Large scale hacktivist attacks are not random. The Ashley Madison website was targeted because it was seen as immoral or profiting “off the pain of others”.  If you suspect your business may be at risk from hacktivism, it is a good idea to add this scenario to your Incident Response plan and playbooks. Ensure you also include a thorough Public Relations and communications plan.  However, you do not have to be in an “obviously” controversial industry (such as oil) to be wary, as any organisation has the potential of being a target, by someone willing to try to embarrass or damage your reputation.  As such, if your organisation would suffer from the release of personal customer information, you should remain vigilant.

Monitor not only the threat landscape, but the social climate

Despite hacktivism dropping from the major headlines for several years, Crowdstrike intelligence has recently seen an overall increase in hacktivism and groups, who had previously been quiet, once again beginning active operations. Anonymous claimed responsibility recently for convincing Korean pop music fans to hijack white supremacist Twitter hashtags in support of Black Lives Matter. Shortly after the assassination of Iran’s Major General Qasem Soleimani in early 2020, Digital Shadows also identified an increase in activity from pro-Iran hacktivists, the first such activity since campaigns in 2015 and 2016.

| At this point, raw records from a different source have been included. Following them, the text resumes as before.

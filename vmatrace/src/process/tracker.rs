//! Process table, parent/child links and groups
//!
//! A group is a root process plus every descendant whose `tgid_for_stats`
//! points at it. Without grouping every process is its own root.

use std::collections::{BTreeMap, BTreeSet, HashMap, HashSet, VecDeque};

use super::state::ProcessState;
use crate::domain::{Pid, Tgid};

/// A root and its members, root first, then breadth-first order
#[derive(Debug, Clone, PartialEq, Eq)]
pub struct ProcessGroup {
    pub root: Tgid,
    pub members: Vec<Tgid>,
}

#[derive(Debug, Default)]
pub struct ProcessTracker {
    processes: BTreeMap<Tgid, ProcessState>,
    thread_tgid: HashMap<Pid, Tgid>,
}

impl ProcessTracker {
    #[must_use]
    pub fn new() -> Self {
        Self::default()
    }

    #[must_use]
    pub fn get(&self, tgid: Tgid) -> Option<&ProcessState> {
        self.processes.get(&tgid)
    }

    pub fn get_mut(&mut self, tgid: Tgid) -> Option<&mut ProcessState> {
        self.processes.get_mut(&tgid)
    }

    /// State for `tgid`, created as a partial root on first sighting
    pub fn get_or_create(&mut self, tgid: Tgid) -> &mut ProcessState {
        self.processes.entry(tgid).or_insert_with(|| {
            log::debug!("tracking new process {tgid}");
            ProcessState::new(tgid)
        })
    }

    #[must_use]
    pub fn contains(&self, tgid: Tgid) -> bool {
        self.processes.contains_key(&tgid)
    }

    pub fn iter(&self) -> impl Iterator<Item = &ProcessState> {
        self.processes.values()
    }

    pub fn iter_mut(&mut self) -> impl Iterator<Item = &mut ProcessState> {
        self.processes.values_mut()
    }

    #[must_use]
    pub fn len(&self) -> usize {
        self.processes.len()
    }

    #[must_use]
    pub fn is_empty(&self) -> bool {
        self.processes.is_empty()
    }

    pub fn note_thread(&mut self, pid: Pid, tgid: Tgid) {
        self.thread_tgid.insert(pid, tgid);
    }

    /// Thread group of a thread id; a thread never seen is its own group
    #[must_use]
    pub fn tgid_of(&self, pid: Pid) -> Tgid {
        self.thread_tgid.get(&pid).copied().unwrap_or(Tgid::from(pid))
    }

    /// Record that `child` was forked from `parent`.
    ///
    /// With grouping the child joins the parent's group and inherits its
    /// name until it names itself; without grouping it stays a root. A
    /// parent that is not tracked is remembered but keeps the child a root.
    pub fn link_child(&mut self, parent: Tgid, child: Tgid, grouping: bool) {
        if parent == child {
            return;
        }
        let parent_info = self.processes.get_mut(&parent).map(|p| {
            if !p.children.contains(&child) {
                p.children.push(child);
            }
            (p.progname.clone().or_else(|| p.speculative_name.clone()), p.tgid_for_stats)
        });

        let c = self.get_or_create(child);
        c.ptgid = Some(parent);
        let Some((parent_name, parent_stats)) = parent_info else { return };
        if c.speculative_name.is_none() {
            c.speculative_name = parent_name;
        }
        if grouping {
            c.is_root = false;
            c.tgid_for_stats = parent_stats;
        }
    }

    /// Is `tgid`, or any ancestor of it, in `targets`?
    #[must_use]
    pub fn is_descendant_of_any(&self, tgid: Tgid, targets: &BTreeSet<Tgid>) -> bool {
        let mut seen = HashSet::new();
        let mut current = Some(tgid);
        while let Some(t) = current {
            if targets.contains(&t) {
                return true;
            }
            if !seen.insert(t) {
                return false;
            }
            current = self.processes.get(&t).and_then(|p| p.ptgid);
        }
        false
    }

    /// Group root `tgid` reports to
    #[must_use]
    pub fn root_of(&self, tgid: Tgid) -> Tgid {
        self.processes.get(&tgid).map_or(tgid, |p| p.tgid_for_stats)
    }

    /// Every group, ordered by root tgid
    #[must_use]
    pub fn groups(&self) -> Vec<ProcessGroup> {
        self.processes
            .values()
            .filter(|p| p.tgid_for_stats == p.tgid)
            .map(|root| self.group_of_root(root.tgid))
            .collect()
    }

    /// Root plus breadth-first descendants that report to it
    #[must_use]
    pub fn group_of_root(&self, root: Tgid) -> ProcessGroup {
        let mut members = vec![root];
        let mut seen: HashSet<Tgid> = HashSet::from([root]);
        let mut queue: VecDeque<Tgid> = VecDeque::from([root]);

        while let Some(tgid) = queue.pop_front() {
            let Some(process) = self.processes.get(&tgid) else { continue };
            for &child in &process.children {
                let reports_here = self.processes.get(&child).is_some_and(|c| c.tgid_for_stats == root);
                if reports_here && seen.insert(child) {
                    members.push(child);
                    queue.push_back(child);
                }
            }
        }
        ProcessGroup { root, members }
    }

    /// `<name>-<tgid>` of a tracked process, or `unknown-<tgid>`
    #[must_use]
    pub fn label(&self, tgid: Tgid) -> String {
        self.processes.get(&tgid).map_or_else(|| format!("unknown-{tgid}"), ProcessState::label)
    }
}
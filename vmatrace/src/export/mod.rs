//! Analysis output
//!
//! Everything a replay produces is written below one output directory:
//!
//! ```text
//! <outdir>/process_groups                       one group per line, root first
//! <outdir>/vmas/<name>-<tgid>.tsv               marshalled VMA history per group
//! <outdir>/series/<plot>-<app>.tsv              plot data
//! <outdir>/<checkpoint>/<name>-<tgid>.maps      VMAs mapped at the checkpoint
//! <outdir>/<checkpoint>/<name>-<tgid>.interval.tsv
//! <outdir>/at-<secs>/<name>-<tgid>.maps         --at snapshots
//! <outdir>/summary.txt, summary.json, diagnostics.tsv
//! ```

pub mod maps;

use std::fmt::Write as _;
use std::fs;
use std::path::{Path, PathBuf};

use log::{debug, info};

pub use maps::{maps_text, parse_maps_line, MapsEntry};

use crate::analysis::query::{active_in_group, QueryFilter};
use crate::analysis::summary::Summary;
use crate::domain::{ExportError, Timestamp};
use crate::plot::SeriesCollector;
use crate::process::{ProcessGroup, ProcessTracker};
use crate::replay::{Analysis, Checkpoint, Diagnostic};
use crate::vma::Vma;

pub const PROCESS_GROUPS: &str = "process_groups";
pub const VMAS_DIR: &str = "vmas";
pub const SERIES_DIR: &str = "series";
pub const SUMMARY_TXT: &str = "summary.txt";
pub const SUMMARY_JSON: &str = "summary.json";
pub const DIAGNOSTICS_TSV: &str = "diagnostics.tsv";

/// Prefix of `--at` snapshot directories, followed by the timestamp
pub const SNAPSHOT_PREFIX: &str = "at-";

/// Top-level entries a checkpoint directory must not shadow
pub const RESERVED_NAMES: [&str; 6] =
    [PROCESS_GROUPS, VMAS_DIR, SERIES_DIR, SUMMARY_TXT, SUMMARY_JSON, DIAGNOSTICS_TSV];

/// Make `raw` safe as a single path component.
///
/// Characters outside `[A-Za-z0-9._-]` become `_`. A result made only of
/// dots and underscores (`.`, `..`, `_/_`) is returned as the empty string
/// so callers can substitute a generated name.
#[must_use]
pub fn sanitize_component(raw: &str) -> String {
    let cleaned: String = raw
        .chars()
        .map(|c| if c.is_ascii_alphanumeric() || matches!(c, '.' | '_' | '-') { c } else { '_' })
        .collect();
    if cleaned.chars().all(|c| c == '.' || c == '_') {
        String::new()
    } else {
        cleaned
    }
}

/// Write `text` to `path`, creating parent directories
pub(crate) fn write_text(path: &Path, text: &str) -> Result<(), ExportError> {
    let failed = |error| ExportError::WriteFailed { path: path.display().to_string(), error };
    if let Some(parent) = path.parent() {
        fs::create_dir_all(parent).map_err(failed)?;
    }
    fs::write(path, text).map_err(failed)
}

/// Tab-separated labels of each group's members, root first
#[must_use]
pub fn process_groups_text(tracker: &ProcessTracker, groups: &[ProcessGroup]) -> String {
    let mut text = String::new();
    for group in groups {
        let labels: Vec<String> = group.members.iter().map(|&tgid| tracker.label(tgid)).collect();
        let _ = writeln!(text, "{}", labels.join("\t"));
    }
    text
}

/// Marshalled history of every member, ordered by creation time
#[must_use]
pub fn group_history_text(tracker: &ProcessTracker, group: &ProcessGroup) -> String {
    let mut vmas: Vec<&Vma> = group
        .members
        .iter()
        .filter_map(|&tgid| tracker.get(tgid))
        .flat_map(|p| p.history().iter())
        .collect();
    vmas.sort_by_key(|vma| vma.timestamp);
    let mut text = String::new();
    for vma in vmas {
        let _ = writeln!(text, "{}", vma.marshal());
    }
    text
}

#[must_use]
pub fn diagnostics_text(diagnostics: &[Diagnostic]) -> String {
    let mut text = String::from("line\temitter\ttgid\tkind\tmessage\n");
    for diagnostic in diagnostics {
        let _ = writeln!(text, "{}", diagnostic.to_tsv());
    }
    text
}

/// Directory name of a `--at` snapshot
#[must_use]
pub fn snapshot_dir_name(at: Timestamp) -> String {
    format!("{SNAPSHOT_PREFIX}{at}")
}

/// Whether `name` has the shape of a [`snapshot_dir_name`]
#[must_use]
pub fn is_snapshot_dir_name(name: &str) -> bool {
    name.strip_prefix(SNAPSHOT_PREFIX)
        .is_some_and(|secs| !secs.is_empty() && secs.bytes().all(|b| b.is_ascii_digit() || b == b'.'))
}

/// Writes the files of one analysis below an output directory
pub struct OutputWriter<'a> {
    outdir: &'a Path,
    written: Vec<PathBuf>,
}

impl<'a> OutputWriter<'a> {
    #[must_use]
    pub fn new(outdir: &'a Path) -> Self {
        Self { outdir, written: Vec::new() }
    }

    fn write(&mut self, relative: impl AsRef<Path>, text: &str) -> Result<(), ExportError> {
        let path = self.outdir.join(relative);
        write_text(&path, text)?;
        debug!("wrote {}", path.display());
        self.written.push(path);
        Ok(())
    }

    pub fn process_groups(&mut self, tracker: &ProcessTracker, groups: &[ProcessGroup]) -> Result<(), ExportError> {
        self.write(PROCESS_GROUPS, &process_groups_text(tracker, groups))
    }

    pub fn histories(&mut self, tracker: &ProcessTracker, groups: &[ProcessGroup]) -> Result<(), ExportError> {
        for group in groups {
            let name = format!("{}.tsv", sanitize_component(&tracker.label(group.root)));
            self.write(Path::new(VMAS_DIR).join(name), &group_history_text(tracker, group))?;
        }
        Ok(())
    }

    pub fn checkpoint(&mut self, checkpoint: &Checkpoint) -> Result<(), ExportError> {
        let dir = PathBuf::from(&checkpoint.name);
        for snapshot in &checkpoint.groups {
            let label = sanitize_component(&snapshot.label);
            self.write(dir.join(format!("{label}.maps")), &maps_text(&snapshot.active))?;

            let mut interval = String::new();
            for vma in &snapshot.interval {
                let _ = writeln!(interval, "{}", vma.marshal());
            }
            self.write(dir.join(format!("{label}.interval.tsv")), &interval)?;
        }
        Ok(())
    }

    /// Maps files for a point in time that is not a checkpoint
    pub fn snapshot(
        &mut self,
        tracker: &ProcessTracker,
        groups: &[ProcessGroup],
        at: Timestamp,
    ) -> Result<(), ExportError> {
        let dir = PathBuf::from(snapshot_dir_name(at));
        for group in groups {
            let label = sanitize_component(&tracker.label(group.root));
            let active = active_in_group(tracker, group, at, QueryFilter::ALL);
            self.write(dir.join(format!("{label}.maps")), &maps_text(active))?;
        }
        Ok(())
    }

    pub fn series(&mut self, series: &SeriesCollector) -> Result<(), ExportError> {
        let written = series.write_to(&self.outdir.join(SERIES_DIR))?;
        self.written.extend(written);
        Ok(())
    }

    pub fn summary(&mut self, summary: &Summary) -> Result<(), ExportError> {
        self.write(SUMMARY_TXT, &summary.render_text())?;
        let json = serde_json::to_string_pretty(summary)?;
        self.write(SUMMARY_JSON, &json)
    }

    pub fn diagnostics(&mut self, diagnostics: &[Diagnostic]) -> Result<(), ExportError> {
        self.write(DIAGNOSTICS_TSV, &diagnostics_text(diagnostics))
    }

    /// Every file written so far
    #[must_use]
    pub fn into_written(self) -> Vec<PathBuf> {
        self.written
    }
}

/// Write every output of a finished replay.
///
/// # Errors
/// Returns the first write failure; files written before it stay in place.
pub fn write_analysis(
    outdir: &Path,
    analysis: &Analysis<SeriesCollector>,
    snapshots: &[Timestamp],
) -> Result<Vec<PathBuf>, ExportError> {
    let mut out = OutputWriter::new(outdir);
    let tracker = &analysis.processes;

    out.process_groups(tracker, &analysis.groups)?;
    out.histories(tracker, &analysis.groups)?;
    for checkpoint in &analysis.checkpoints {
        out.checkpoint(checkpoint)?;
    }
    for &at in snapshots {
        out.snapshot(tracker, &analysis.groups, at)?;
    }
    out.series(&analysis.sink)?;
    out.summary(&Summary::build(analysis))?;
    out.diagnostics(&analysis.diagnostics)?;

    let written = out.into_written();
    info!("wrote {} files to {}", written.len(), outdir.display());
    Ok(written)
}
//! Seekable line streams
//!
//! Stack attribution and the fork/exec recognizer read ahead of the current
//! event and then rewind. Both only need "remember where I am" and "go
//! back there", which is what [`TraceStream`] offers.

use std::fs::File;
use std::io::{self, BufRead, BufReader, Seek, SeekFrom};
use std::path::Path;

/// Opaque stream position
#[derive(Debug, Clone, Copy, PartialEq, Eq, Default)]
pub struct StreamPos {
    offset: u64,
    line_no: u64,
}

impl StreamPos {
    /// Number of the last line handed out (1-based; 0 before the first)
    #[must_use]
    pub fn line_no(&self) -> u64 {
        self.line_no
    }
}

/// A line source that can rewind to a remembered position
pub trait TraceStream {
    /// Next line without its terminator, with its 1-based line number.
    /// `Ok(None)` at end of stream.
    ///
    /// # Errors
    /// Propagates read errors of the underlying source.
    fn next_line(&mut self) -> io::Result<Option<(u64, String)>>;

    fn position(&self) -> StreamPos;

    /// # Errors
    /// Propagates seek errors of the underlying source.
    fn seek(&mut self, pos: StreamPos) -> io::Result<()>;
}

/// Stream over any buffered, seekable reader (normally a trace file)
#[derive(Debug)]
pub struct FileStream<R> {
    reader: R,
    pos: StreamPos,
    buf: Vec<u8>,
}

impl FileStream<BufReader<File>> {
    /// # Errors
    /// Returns the error from opening `path`.
    pub fn open(path: &Path) -> io::Result<Self> {
        Ok(Self::new(BufReader::new(File::open(path)?)))
    }
}

impl<R: BufRead + Seek> FileStream<R> {
    pub fn new(reader: R) -> Self {
        Self { reader, pos: StreamPos::default(), buf: Vec::new() }
    }
}

impl<R: BufRead + Seek> TraceStream for FileStream<R> {
    fn next_line(&mut self) -> io::Result<Option<(u64, String)>> {
        self.buf.clear();
        let read = self.reader.read_until(b'\n', &mut self.buf)?;
        if read == 0 {
            return Ok(None);
        }
        self.pos.offset += read as u64;
        self.pos.line_no += 1;

        while matches!(self.buf.last(), Some(b'\n' | b'\r')) {
            self.buf.pop();
        }
        // Traces occasionally carry non-UTF-8 task names
        let line = String::from_utf8_lossy(&self.buf).into_owned();
        Ok(Some((self.pos.line_no, line)))
    }

    fn position(&self) -> StreamPos {
        self.pos
    }

    fn seek(&mut self, pos: StreamPos) -> io::Result<()> {
        if pos != self.pos {
            self.reader.seek(SeekFrom::Start(pos.offset))?;
            self.pos = pos;
        }
        Ok(())
    }
}

/// In-memory stream, used for tests and small traces
#[derive(Debug, Clone, Default)]
pub struct MemoryStream {
    lines: Vec<String>,
    next: usize,
}

impl MemoryStream {
    #[must_use]
    pub fn new(text: &str) -> Self {
        Self { lines: text.lines().map(String::from).collect(), next: 0 }
    }
}

impl TraceStream for MemoryStream {
    fn next_line(&mut self) -> io::Result<Option<(u64, String)>> {
        let Some(line) = self.lines.get(self.next) else {
            return Ok(None);
        };
        self.next += 1;
        Ok(Some((self.next as u64, line.clone())))
    }

    fn position(&self) -> StreamPos {
        StreamPos { offset: self.next as u64, line_no: self.next as u64 }
    }

    fn seek(&mut self, pos: StreamPos) -> io::Result<()> {
        let target = usize::try_from(pos.offset)
            .map_err(|_| io::Error::new(io::ErrorKind::InvalidInput, "position out of range"))?;
        if target > self.lines.len() {
            return Err(io::Error::new(io::ErrorKind::InvalidInput, "position past end of stream"));
        }
        self.next = target;
        Ok(())
    }
}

Accenture’s 2019 Cyber Threatscape Report predicts that events with global reach such as the Olympics may become a setting for hacktivist cyber threat activity. Threat actors have previously carried out hacktivism campaigns against the World Doping Agency (WDA), and the 2018 PyeongChang Winter Olympics.

Continuously improve your Cybersecurity Maturity

Despite Ashley Madison encrypting most of their stored passwords, a subset (15 million) was able to be compromised using a brute force attack. Inconsistently applied security measures can occur as networks evolve and it is a reminder that reviewing, upgrading and working to improve your cybersecurity posture continuously is vital. While you can never be entirely secure, constant improvement can help ensure you are continuing to meet obligations in regards to securing data as technology changes.

Ensure Robust Management of the Full Data Lifecycle – Including Deleting

In the Ashley Madison example, the hacktivists exposed a large amount of data which supposedly had been previously deleted. Ensure you have a robust method for the permanent and irretrievable deletion of all copies of data that are no longer required to be held by your business. This requires that you are aware of where all possible copies of data are held, including any mailboxes, third party cloud-based storage, or related applications.

Have Sufficient DDoS Mitigation

As many hacktivists use DDoS attacks, you should understand your DDoS mitigation service-level agreements to ensure you are protected in the event of a widespread attack. Your response plan and procedures should reflect your current protections and your team should be fully aware of how to engage and use these services if required.

Validate that Your Data is Secure Finally, consider hiring an external company to test your security measures via Penetration Testing and Vulnerability Assessments.